Alberto Jiménez-Becerril Barrio (August 21, 1960 – January 30, 1998) was a Spanish politician of the People's Party (PP) assassinated by the terrorist organization Euskadi Ta Askatasuna (ETA) in 1998.

== Biography ==
Alberto Jiménez-Becerril Barrio was born in Seville and had a degree in law and history. He met his future wife Ascensión at the faculty, where they began their relationship.

He was appointed General Secretary of People's Party of Seville in 1983 and Councillor of Seville in 1987. Jiménez-Becerril was also a deputy of the Parliament of Andalusia, between 1989 and 1990, and he had belonged to Sevilla Club of Fútbol's Executive.

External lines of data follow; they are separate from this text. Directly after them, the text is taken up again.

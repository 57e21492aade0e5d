//! # diarysync Server
//!
//! Record synchronization service for journal applications.
//!
//! This crate provides:
//! - [`Reconciler`]: two-way presence sync of one partition
//! - [`BulkSaver`]: unconditional create-or-update of records
//! - [`RequestHandler`] and [`SyncServer`]: the logical operations the
//!   transport layer exposes (info, list, save, sync)
//!
//! # Architecture
//!
//! The server is stateless between requests. All state lives in a
//! [`diarysync_storage::RecordStore`] shared as `Arc<dyn RecordStore>`, and the
//! store alone arbitrates concurrent writers.
//!
//! # Protocol
//!
//! A sync request carries a partition id and every record the client holds:
//! 1. The server loads the partition
//! 2. Stored records whose id the client lacks are returned for download
//! 3. Client records are inserted where their id is absent; existing
//!    stored records are never overwritten by a sync
//!
//! Explicit edits go through the save path, which replaces stored records.

#![deny(unsafe_code)]
#![warn(missing_docs)]
// Production code MUST NOT use panic!/unwrap()/expect()
#![warn(clippy::unwrap_used, clippy::expect_used, clippy::panic)]

mod bulk_save;
mod config;
mod error;
mod handler;
mod reconciler;
mod server;

pub use bulk_save::BulkSaver;
pub use config::{ServerConfig, DEFAULT_APP_ID};
pub use error::{ServerError, ServerResult};
pub use handler::{HandlerContext, RequestHandler};
pub use reconciler::{ReconcileOutcome, Reconciler};
pub use server::SyncServer;
//! Protocol messages for listing, saving and syncing records.

use crate::error::{ProtocolError, ProtocolResult};
use crate::lenient;
use crate::record::Record;
use serde::de::DeserializeOwned;
use serde::{Deserialize, Serialize};

/// JSON encoding shared by every message.
pub trait WireMessage: Serialize + DeserializeOwned {
    /// Encodes to JSON bytes.
    fn encode(&self) -> ProtocolResult<Vec<u8>> {
        Ok(serde_json::to_vec(self)?)
    }

    /// Decodes from JSON bytes.
    fn decode(bytes: &[u8]) -> ProtocolResult<Self> {
        Ok(serde_json::from_slice(bytes)?)
    }
}

/// A logical operation offered by the service.
#[derive(Debug, Clone, Copy, PartialEq, Eq)]
pub enum Operation {
    /// Describe the service.
    Info,
    /// List one partition.
    List,
    /// Create or overwrite records.
    Save,
    /// Reconcile a client's records with a partition.
    Sync,
}

impl Operation {
    /// Operations listed in [`ServiceInfo`].
    pub const PUBLIC: [Operation; 3] = [Operation::List, Operation::Save, Operation::Sync];

    /// Human-readable endpoint description.
    pub fn endpoint(self) -> &'static str {
        match self {
            Operation::Info => "GET  /",
            Operation::List => "GET  /api/entries?appId=xxx",
            Operation::Save => "POST /api/entries",
            Operation::Sync => "POST /api/sync",
        }
    }
}

/// A sync protocol message.
#[derive(Debug, Clone)]
pub enum SyncMessage {
    /// Service description request.
    InfoRequest,
    /// Service description.
    InfoResponse(ServiceInfo),
    /// Partition listing request.
    ListRequest(ListRequest),
    /// Partition listing.
    ListResponse(ListResponse),
    /// Bulk save request.
    SaveRequest(SaveRequest),
    /// Bulk save result.
    SaveResponse(SaveResponse),
    /// Reconciliation request.
    SyncRequest(SyncRequest),
    /// Reconciliation result.
    SyncResponse(SyncResponse),
    /// Failure of any request.
    Error(ErrorResponse),
}

impl SyncMessage {
    /// Decodes the request body for an operation.
    pub fn decode_request(operation: Operation, body: &[u8]) -> ProtocolResult<Self> {
        Ok(match operation {
            Operation::Info => SyncMessage::InfoRequest,
            Operation::List if body.is_empty() => SyncMessage::ListRequest(ListRequest::default()),
            Operation::List => SyncMessage::ListRequest(ListRequest::decode(body)?),
            Operation::Save => SyncMessage::SaveRequest(SaveRequest::decode(body)?),
            Operation::Sync => SyncMessage::SyncRequest(SyncRequest::decode(body)?),
        })
    }

    /// Encodes a response body. Requests have no response encoding.
    pub fn encode_response(&self) -> ProtocolResult<Vec<u8>> {
        match self {
            SyncMessage::InfoResponse(m) => m.encode(),
            SyncMessage::ListResponse(m) => m.encode(),
            SyncMessage::SaveResponse(m) => m.encode(),
            SyncMessage::SyncResponse(m) => m.encode(),
            SyncMessage::Error(m) => m.encode(),
            _ => Err(ProtocolError::invalid_structure(
                "request messages have no response encoding",
            )),
        }
    }
}

/// Request to list a partition.
#[derive(Debug, Clone, Default, PartialEq, Serialize, Deserialize)]
#[serde(rename_all = "camelCase")]
pub struct ListRequest {
    /// Partition to list; the server default when absent.
    #[serde(
        default,
        deserialize_with = "lenient::deserialize_identifier",
        skip_serializing_if = "Option::is_none"
    )]
    pub app_id: Option<String>,
}

impl ListRequest {
    /// Creates a listing request for a partition.
    pub fn new(app_id: impl Into<String>) -> Self {
        Self {
            app_id: Some(app_id.into()),
        }
    }
}

impl WireMessage for ListRequest {}

/// Records of a partition, newest first. Encodes as a bare array.
#[derive(Debug, Clone, Default, PartialEq, Serialize, Deserialize)]
#[serde(transparent)]
pub struct ListResponse {
    /// The listed records.
    pub entries: Vec<Record>,
}

impl WireMessage for ListResponse {}

/// Records to create or overwrite.
///
/// Accepts either a single record object or an array of records.
#[derive(Debug, Clone, Default, PartialEq, Serialize, Deserialize)]
#[serde(from = "OneOrMany", into = "Vec<Record>")]
pub struct SaveRequest {
    /// Records in submission order.
    pub entries: Vec<Record>,
}

#[derive(Deserialize)]
#[serde(untagged)]
enum OneOrMany {
    Many(Vec<Record>),
    One(Box<Record>),
}

impl From<OneOrMany> for SaveRequest {
    fn from(value: OneOrMany) -> Self {
        let entries = match value {
            OneOrMany::Many(entries) => entries,
            OneOrMany::One(entry) => vec![*entry],
        };
        Self { entries }
    }
}

impl From<SaveRequest> for Vec<Record> {
    fn from(request: SaveRequest) -> Self {
        request.entries
    }
}

impl SaveRequest {
    /// Creates a save request.
    pub fn new(entries: Vec<Record>) -> Self {
        Self { entries }
    }
}

impl WireMessage for SaveRequest {}

/// Result of a bulk save.
#[derive(Debug, Clone, PartialEq, Eq, Serialize, Deserialize)]
pub struct SaveResponse {
    /// Always true; failures are reported as [`ErrorResponse`].
    pub success: bool,
    /// Number of records processed.
    pub count: usize,
}

impl SaveResponse {
    /// Creates a successful save response.
    pub fn success(count: usize) -> Self {
        Self {
            success: true,
            count,
        }
    }
}

impl WireMessage for SaveResponse {}

/// Request to reconcile a client's records with a partition.
#[derive(Debug, Clone, Default, PartialEq, Serialize, Deserialize)]
#[serde(rename_all = "camelCase")]
pub struct SyncRequest {
    /// Partition to synchronize. Required by the server.
    #[serde(
        default,
        deserialize_with = "lenient::deserialize_identifier",
        skip_serializing_if = "Option::is_none"
    )]
    pub app_id: Option<String>,
    /// Every record the client currently holds.
    #[serde(default)]
    pub local_entries: Vec<Record>,
}

impl SyncRequest {
    /// Creates a sync request.
    pub fn new(app_id: impl Into<String>, local_entries: Vec<Record>) -> Self {
        Self {
            app_id: Some(app_id.into()),
            local_entries,
        }
    }
}

impl WireMessage for SyncRequest {}

/// Result of a reconciliation.
#[derive(Debug, Clone, Default, PartialEq, Serialize, Deserialize)]
pub struct SyncResponse {
    /// Stored records the client did not have.
    pub downloaded: Vec<Record>,
    /// Number of records the client submitted.
    pub uploaded: usize,
}

impl WireMessage for SyncResponse {}

/// Service description.
#[derive(Debug, Clone, PartialEq, Serialize, Deserialize)]
pub struct ServiceInfo {
    /// Liveness marker, `"ok"`.
    pub status: String,
    /// Human-readable description.
    pub message: String,
    /// Available endpoints.
    pub endpoints: Vec<String>,
    /// Usage hint.
    pub docs: String,
}

impl ServiceInfo {
    /// Describes a running service whose default partition is `default_app_id`.
    pub fn running(default_app_id: &str) -> Self {
        Self {
            status: "ok".to_string(),
            message: "diary sync service is running".to_string(),
            endpoints: Operation::PUBLIC
                .iter()
                .map(|op| op.endpoint().to_string())
                .collect(),
            docs: format!("list records with /api/entries?appId={default_app_id}"),
        }
    }
}

impl WireMessage for ServiceInfo {}

/// Failure body carrying the error message.
#[derive(Debug, Clone, PartialEq, Eq, Serialize, Deserialize)]
pub struct ErrorResponse {
    /// Error message.
    pub error: String,
}

impl ErrorResponse {
    /// Creates an error response.
    pub fn new(error: impl Into<String>) -> Self {
        Self {
            error: error.into(),
        }
    }
}

impl WireMessage for ErrorResponse {}

#[cfg(test)]
mod tests {
    use super::*;

    #[test]
    fn save_request_accepts_single_object() {
        let request = SaveRequest::decode(br#"{"id":"1","content":"hi"}"#).unwrap();
        assert_eq!(request.entries.len(), 1);
        assert_eq!(request.entries[0].key(), Some("1"));
    }

    #[test]
    fn save_request_accepts_array() {
        let request = SaveRequest::decode(br#"[{"id":"1"},{"uuid":"2"}]"#).unwrap();
        let ids: Vec<_> = request.entries.iter().filter_map(|r| r.key()).collect();
        assert_eq!(ids, vec!["1", "2"]);
    }

    #[test]
    fn save_request_rejects_array_with_non_objects() {
        assert!(matches!(
            SaveRequest::decode(br#"[{"id":"1"}, 5]"#),
            Err(ProtocolError::Json(_))
        ));
    }

    #[test]
    fn save_request_rejects_array_of_strings() {
        assert!(matches!(
            SaveRequest::decode(br#"["a","b","work"]"#),
            Err(ProtocolError::Json(_))
        ));
    }

    #[test]
    fn sync_request_rejects_nested_arrays() {
        assert!(SyncRequest::decode(br#"{"appId":"daily","localEntries":[["x"]]}"#).is_err());
    }

    #[test]
    fn numeric_app_id_is_read_as_text() {
        let request = SyncRequest::decode(br#"{"appId":7,"localEntries":[]}"#).unwrap();
        assert_eq!(request.app_id.as_deref(), Some("7"));

        let request = ListRequest::decode(br#"{"appId":7}"#).unwrap();
        assert_eq!(request.app_id.as_deref(), Some("7"));
    }

    #[test]
    fn empty_or_null_app_id_is_absent() {
        let request = SyncRequest::decode(br#"{"appId":""}"#).unwrap();
        assert!(request.app_id.is_none());
        let request = ListRequest::decode(br#"{"appId":null}"#).unwrap();
        assert!(request.app_id.is_none());
    }

    #[test]
    fn save_request_rejects_non_json() {
        assert!(matches!(
            SaveRequest::decode(b"not json"),
            Err(ProtocolError::Json(_))
        ));
    }

    #[test]
    fn save_request_encodes_as_array() {
        let bytes = SaveRequest::new(vec![Record::new("1")]).encode().unwrap();
        let value: serde_json::Value = serde_json::from_slice(&bytes).unwrap();
        assert!(value.is_array());
    }

    #[test]
    fn sync_request_wire_names() {
        let request =
            SyncRequest::decode(br#"{"appId":"daily","localEntries":[{"id":"1"}]}"#).unwrap();
        assert_eq!(request.app_id.as_deref(), Some("daily"));
        assert_eq!(request.local_entries.len(), 1);
    }

    #[test]
    fn sync_request_without_entries_is_empty() {
        let request = SyncRequest::decode(br#"{"appId":"daily"}"#).unwrap();
        assert!(request.local_entries.is_empty());
    }

    #[test]
    fn sync_response_wire_names() {
        let response = SyncResponse {
            downloaded: vec![Record::new("1")],
            uploaded: 3,
        };
        let value: serde_json::Value = serde_json::from_slice(&response.encode().unwrap()).unwrap();
        assert_eq!(value["uploaded"], 3);
        assert_eq!(value["downloaded"][0]["id"], "1");
    }

    #[test]
    fn list_response_is_bare_array() {
        let response = ListResponse {
            entries: vec![Record::new("1"), Record::new("2")],
        };
        let value: serde_json::Value = serde_json::from_slice(&response.encode().unwrap()).unwrap();
        assert_eq!(value.as_array().map(Vec::len), Some(2));
    }

    #[test]
    fn empty_list_body_means_default_partition() {
        let message = SyncMessage::decode_request(Operation::List, b"").unwrap();
        match message {
            SyncMessage::ListRequest(request) => assert!(request.app_id.is_none()),
            other => panic!("unexpected message: {other:?}"),
        }
    }

    #[test]
    fn service_info_lists_public_endpoints() {
        let info = ServiceInfo::running("daily");
        assert_eq!(info.status, "ok");
        assert_eq!(info.endpoints.len(), 3);
        assert!(info.docs.contains("daily"));
    }

    #[test]
    fn requests_have_no_response_encoding() {
        assert!(SyncMessage::InfoRequest.encode_response().is_err());
        assert!(SyncMessage::SyncRequest(SyncRequest::default())
            .encode_response()
            .is_err());
    }
}
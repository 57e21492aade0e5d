//! Integration tests for the sync server over durable and in-memory stores.

use diarysync_protocol::{
    ListRequest, Operation, Record, SaveRequest, SyncRequest, SyncResponse, WireMessage,
};
use diarysync_server::{Reconciler, ServerConfig, SyncServer};
use diarysync_storage::{InMemoryStore, RecordStore};
use diarysync_testkit::{partition_ids, sample_record, stored_row, TempFileStore};
use std::sync::Arc;
use std::thread;

#[test]
fn two_clients_converge_through_the_server() {
    let temp = TempFileStore::new();
    let server = SyncServer::new(ServerConfig::default(), temp.shared());

    // Phone writes two entries, laptop one
    let phone = vec![sample_record("p1", 100), sample_record("p2", 200)];
    let laptop = vec![sample_record("l1", 150)];

    let response = server
        .handle_sync(SyncRequest::new("daily", phone.clone()))
        .unwrap();
    assert!(response.downloaded.is_empty());
    assert_eq!(response.uploaded, 2);

    let response = server
        .handle_sync(SyncRequest::new("daily", laptop.clone()))
        .unwrap();
    let got: Vec<_> = response.downloaded.iter().filter_map(Record::key).collect();
    assert_eq!(got, vec!["p2", "p1"]);

    // Phone syncs again and receives the laptop entry only
    let response = server.handle_sync(SyncRequest::new("daily", phone)).unwrap();
    let got: Vec<_> = response.downloaded.iter().filter_map(Record::key).collect();
    assert_eq!(got, vec!["l1"]);

    assert_eq!(
        partition_ids(temp.store.as_ref(), "daily"),
        vec!["p2", "l1", "p1"]
    );
}

#[test]
fn stored_state_survives_restart() {
    let temp = TempFileStore::new();
    {
        let server = SyncServer::new(ServerConfig::default(), temp.shared());
        server
            .handle_save(SaveRequest::new(vec![
                sample_record("1", 1).with_tags(["x", "y"])
            ]))
            .unwrap();
    }

    let temp = temp.reopen();
    let server = SyncServer::new(ServerConfig::default(), temp.shared());
    let listed = server.handle_list(ListRequest::new("daily")).unwrap();

    assert_eq!(listed.entries.len(), 1);
    assert_eq!(listed.entries[0].tags, vec!["x", "y"]);
    assert_eq!(listed.entries[0].date_iso.as_deref(), Some("2024-01-01"));
}

#[test]
fn save_overwrites_but_sync_does_not() {
    let server = SyncServer::in_memory(ServerConfig::default());

    server
        .handle_save(SaveRequest::new(vec![Record::new("x").with_content("v1")]))
        .unwrap();
    server
        .handle_save(SaveRequest::new(vec![Record::new("x").with_content("v2")]))
        .unwrap();
    server
        .handle_sync(SyncRequest::new(
            "daily",
            vec![Record::new("x").with_content("stale")],
        ))
        .unwrap();

    let row = server.store().get("daily", "x").unwrap().unwrap();
    assert_eq!(row.content.as_deref(), Some("v2"));
}

#[test]
fn partitions_stay_isolated() {
    let server = SyncServer::in_memory(ServerConfig::default());
    server
        .handle_sync(SyncRequest::new("a", vec![Record::new("1")]))
        .unwrap();

    let response = server.handle_sync(SyncRequest::new("b", vec![])).unwrap();
    assert!(response.downloaded.is_empty());
    assert!(server
        .handle_list(ListRequest::new("b"))
        .unwrap()
        .entries
        .is_empty());
}

#[test]
fn json_sync_with_loose_payload() {
    let server = SyncServer::in_memory(ServerConfig::default());
    server
        .store()
        .upsert_replace(stored_row("daily", "srv", "from server").with_tags("garbage"))
        .unwrap();

    let body = br#"{
        "appId": "daily",
        "localEntries": [
            {"id": "1", "content": "hello", "date": "2024-01-01", "tags": "oops"},
            {"id": 2, "category": null}
        ]
    }"#;
    let reply = server.handle_json(Operation::Sync, body).unwrap();
    let response = SyncResponse::decode(&reply).unwrap();

    assert_eq!(response.uploaded, 2);
    assert_eq!(response.downloaded.len(), 1);
    assert!(response.downloaded[0].tags.is_empty());
    assert!(server.store().get("daily", "2").unwrap().is_some());
}

#[test]
fn json_sync_missing_id_writes_nothing() {
    let server = SyncServer::in_memory(ServerConfig::default());
    let body = br#"{"appId":"daily","localEntries":[{"id":"1"},{"content":"no id"}]}"#;

    let err = server.handle_json(Operation::Sync, body).unwrap_err();
    assert!(err.is_client_error());
    assert!(server.store().is_empty().unwrap());
}

#[test]
fn json_save_of_malformed_array_writes_nothing() {
    let server = SyncServer::in_memory(ServerConfig::default());

    for body in [
        &br#"[{"id":"1"}, 5]"#[..],
        &br#"["a","b","work"]"#[..],
    ] {
        let err = server.handle_json(Operation::Save, body).unwrap_err();
        assert!(err.is_client_error());
    }
    let body = br#"{"appId":"daily","localEntries":[["x"]]}"#;
    assert!(server.handle_json(Operation::Sync, body).unwrap_err().is_client_error());

    assert!(server.store().is_empty().unwrap());
}

#[test]
fn json_sync_accepts_numeric_app_id_and_uuid_alias() {
    let server = SyncServer::in_memory(ServerConfig::default());
    let body = br#"{"appId":2024,"localEntries":[{"uuid":"legacy","content":"old"}]}"#;

    let reply = server.handle_json(Operation::Sync, body).unwrap();
    let response = SyncResponse::decode(&reply).unwrap();

    assert_eq!(response.uploaded, 1);
    let row = server.store().get("2024", "legacy").unwrap().unwrap();
    assert_eq!(row.content.as_deref(), Some("old"));
}

#[test]
fn concurrent_syncs_of_same_new_id_write_once() {
    let store = Arc::new(InMemoryStore::new());
    let reconciler = Arc::new(Reconciler::new(
        Arc::clone(&store) as Arc<dyn RecordStore>
    ));

    let handles: Vec<_> = (0..8)
        .map(|i| {
            let reconciler = Arc::clone(&reconciler);
            thread::spawn(move || {
                let local = vec![Record::new("shared").with_content(format!("client {i}"))];
                reconciler.reconcile("daily", &local).unwrap()
            })
        })
        .collect();

    for handle in handles {
        assert_eq!(handle.join().unwrap().uploaded_count, 1);
    }
    assert_eq!(store.len().unwrap(), 1);
}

The separatist organization Euskadi Ta Askatasuna (ETA) assassinated Alberto Jiménez-Becerril Barrio and Ascensión García Ortiz in Seville on January 30, 1998. He was murdered at the age of 37. Ascension, Alberto's wife, worked at a law firm as a prosecutor in court. At the time of the murder, he was 39 years old and the couple had three children – four years old, seven years old, and eight years old.

== Death ==
Alberto Jiménez-Becerril was a councillor on the City Council of Seville for twelve years. He was elected through the lists of the People's Party; the party held the mayor's office with Soledad Becerril. He held the positions of Second Lieutenant of the Mayor and Municipal Delegate of the Treasury.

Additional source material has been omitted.